That’s good. Jake taps out a nervous Morse code on his yellow legal pad. Establish that he was once a solid citizen. A taxpayer. When a jury is brought in at the trial, they need to see that Gates was once the type of person they entrusted their lives to as they rode the subway every morning.

“Could you briefly describe your service record while working for the Transit Authority?” Susan crosses from the podium on the left side of the courtroom to the defense table on the right.
She leans over Jake’s shoulder to pick up a file and her jacket brushes his right ear, giving him a small static shock.

With some effort, Gates raises his eyes toward the ceiling.

“I was employee of the month three or four times,” he says in a voice made slow and flat by Haldol. “I had the fewest number of customer complaints for three of the years I was on my line.

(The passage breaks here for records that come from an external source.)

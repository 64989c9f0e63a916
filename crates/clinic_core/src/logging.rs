//! Rolling file logs for the clinic binaries.
//!
//! # Responsibility
//! - Start one `flexi_logger` backend per process.
//! - Keep log lines metadata-only (row ids, error codes). Patient names and
//!   clinical free text never reach the log files.
//!
//! # Invariants
//! - Repeating initialization with identical settings is a no-op.
//! - Changing level, directory or echo mode after start is an error.
//! - Initialization reports failures as `Err`, it never panics.

use flexi_logger::{
    Cleanup, Criterion, Duplicate, FileSpec, Logger, LoggerHandle, Naming, WriteMode,
};
use log::{error, info};
use once_cell::sync::OnceCell;
use std::fmt::{Display, Formatter};
use std::path::{Path, PathBuf};
use std::str::FromStr;

const LOG_FILE_BASENAME: &str = "clinic";
const ROTATE_AT_BYTES: u64 = 5 * 1024 * 1024;
const KEEP_ROTATED_FILES: usize = 7;
const PANIC_PAYLOAD_LIMIT: usize = 160;

static ACTIVE: OnceCell<ActiveLogger> = OnceCell::new();
static PANIC_HOOK: OnceCell<()> = OnceCell::new();

/// Supported log verbosity.
#[derive(Debug, Clone, Copy, PartialEq, Eq)]
pub enum LogLevel {
    Trace,
    Debug,
    Info,
    Warn,
    Error,
}

impl LogLevel {
    pub fn as_str(self) -> &'static str {
        match self {
            Self::Trace => "trace",
            Self::Debug => "debug",
            Self::Info => "info",
            Self::Warn => "warn",
            Self::Error => "error",
        }
    }
}

impl Display for LogLevel {
    fn fmt(&self, f: &mut Formatter<'_>) -> std::fmt::Result {
        f.write_str(self.as_str())
    }
}

impl FromStr for LogLevel {
    type Err = String;

    fn from_str(value: &str) -> Result<Self, Self::Err> {
        match value.trim().to_ascii_lowercase().as_str() {
            "trace" => Ok(Self::Trace),
            "debug" => Ok(Self::Debug),
            "info" => Ok(Self::Info),
            "warn" | "warning" => Ok(Self::Warn),
            "error" => Ok(Self::Error),
            other => Err(format!(
                "unknown log level `{other}`; use trace, debug, info, warn or error"
            )),
        }
    }
}

/// Whether log records are also mirrored to stderr.
#[derive(Debug, Clone, Copy, PartialEq, Eq)]
pub enum LogEcho {
    /// Files only; keeps the interactive console clean.
    FileOnly,
    /// Warnings and errors are echoed to stderr as well.
    StderrWarnings,
}

impl LogEcho {
    fn duplicate(self) -> Duplicate {
        match self {
            Self::FileOnly => Duplicate::None,
            Self::StderrWarnings => Duplicate::Warn,
        }
    }
}

struct ActiveLogger {
    level: LogLevel,
    log_dir: PathBuf,
    echo: LogEcho,
    _handle: LoggerHandle,
}

/// Starts file logging for the console front end.
///
/// `log_dir` may be relative; it is resolved against the working directory.
pub fn init_logging(level: &str, log_dir: &Path) -> Result<(), String> {
    start(level.parse()?, log_dir, LogEcho::FileOnly)
}

/// Starts file logging for the HTTP server, echoing warnings to stderr.
pub fn init_server_logging(level: &str, log_dir: &Path) -> Result<(), String> {
    start(level.parse()?, log_dir, LogEcho::StderrWarnings)
}

fn start(level: LogLevel, log_dir: &Path, echo: LogEcho) -> Result<(), String> {
    let log_dir = resolve_log_dir(log_dir)?;

    let active = ACTIVE.get_or_try_init(|| spawn_logger(level, &log_dir, echo))?;
    if active.log_dir != log_dir || active.level != level || active.echo != echo {
        return Err(format!(
            "logging is already running (level={}, dir={}, echo={:?}); cannot switch to level={}, dir={}, echo={:?}",
            active.level,
            active.log_dir.display(),
            active.echo,
            level,
            log_dir.display(),
            echo
        ));
    }
    Ok(())
}

fn spawn_logger(level: LogLevel, log_dir: &Path, echo: LogEcho) -> Result<ActiveLogger, String> {
    std::fs::create_dir_all(log_dir)
        .map_err(|err| format!("cannot create log directory {}: {err}", log_dir.display()))?;

    let handle = Logger::try_with_str(level.as_str())
        .map_err(|err| format!("cannot parse log spec `{level}`: {err}"))?
        .log_to_file(
            FileSpec::default()
                .directory(log_dir)
                .basename(LOG_FILE_BASENAME),
        )
        .rotate(
            Criterion::Size(ROTATE_AT_BYTES),
            Naming::Numbers,
            Cleanup::KeepLogFiles(KEEP_ROTATED_FILES),
        )
        .write_mode(WriteMode::BufferAndFlush)
        .append()
        .duplicate_to_stderr(echo.duplicate())
        .format_for_files(flexi_logger::detailed_format)
        .start()
        .map_err(|err| format!("cannot start logger: {err}"))?;

    install_panic_hook();
    info!(
        "event=logging_init module=logging status=ok level={} echo={:?} os={} version={}",
        level,
        echo,
        std::env::consts::OS,
        env!("CARGO_PKG_VERSION")
    );

    Ok(ActiveLogger {
        level,
        log_dir: log_dir.to_path_buf(),
        echo,
        _handle: handle,
    })
}

/// Returns the running level and directory, or `None` before initialization.
pub fn logging_status() -> Option<(LogLevel, PathBuf)> {
    ACTIVE
        .get()
        .map(|active| (active.level, active.log_dir.clone()))
}

/// `debug` for debug builds, `info` for release builds.
pub fn default_log_level() -> &'static str {
    if cfg!(debug_assertions) {
        LogLevel::Debug.as_str()
    } else {
        LogLevel::Info.as_str()
    }
}

fn resolve_log_dir(log_dir: &Path) -> Result<PathBuf, String> {
    if log_dir.as_os_str().is_empty() {
        return Err("log directory must not be empty".to_string());
    }
    if log_dir.is_absolute() {
        return Ok(log_dir.to_path_buf());
    }
    std::env::current_dir()
        .map(|cwd| cwd.join(log_dir))
        .map_err(|err| format!("cannot resolve log directory {}: {err}", log_dir.display()))
}

fn install_panic_hook() {
    if PANIC_HOOK.set(()).is_err() {
        return;
    }

    let chained = std::panic::take_hook();
    std::panic::set_hook(Box::new(move |panic_info| {
        let location = panic_info
            .location()
            .map(|loc| format!("{}:{}", loc.file(), loc.line()))
            .unwrap_or_else(|| "unknown".to_string());
        let payload = panic_info
            .payload()
            .downcast_ref::<&str>()
            .map(|message| (*message).to_string())
            .or_else(|| panic_info.payload().downcast_ref::<String>().cloned())
            .unwrap_or_else(|| "non-string payload".to_string());
        error!(
            "event=panic module=logging status=error location={} payload={}",
            location,
            sanitize_message(&payload, PANIC_PAYLOAD_LIMIT)
        );
        chained(panic_info);
    }));
}

/// Flattens to one line and caps at `max_chars`, marking cuts with `...`.
pub(crate) fn sanitize_message(value: &str, max_chars: usize) -> String {
    let single_line = value.replace(['\n', '\r'], " ");
    if single_line.chars().count() <= max_chars {
        return single_line;
    }
    let mut cut: String = single_line.chars().take(max_chars).collect();
    cut.push_str("...");
    cut
}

And for most of the time I was employed, I had an almost perfect attendance record.”

When he finishes, Jake notices there is a crack in the ceiling where Gates has been looking. Francis X. O’Connell and Joan Fusco are scribbling notes to each other at the prosecution’s table. Something that John G. is saying is setting off bells for them. They seem excited, pumped, hyped, ready for action. Jake feels vaguely ill.

“Did there come a time, Mr. Gates, when you stopped working for the Transit Authority?” Susan has returned to the podium.

“Yes.”

“Can you tell us why that was?” She stands stock-still with her right knee slightly bent and her high-heel pointed toe down, like a dancer about to waltz across the ballroom.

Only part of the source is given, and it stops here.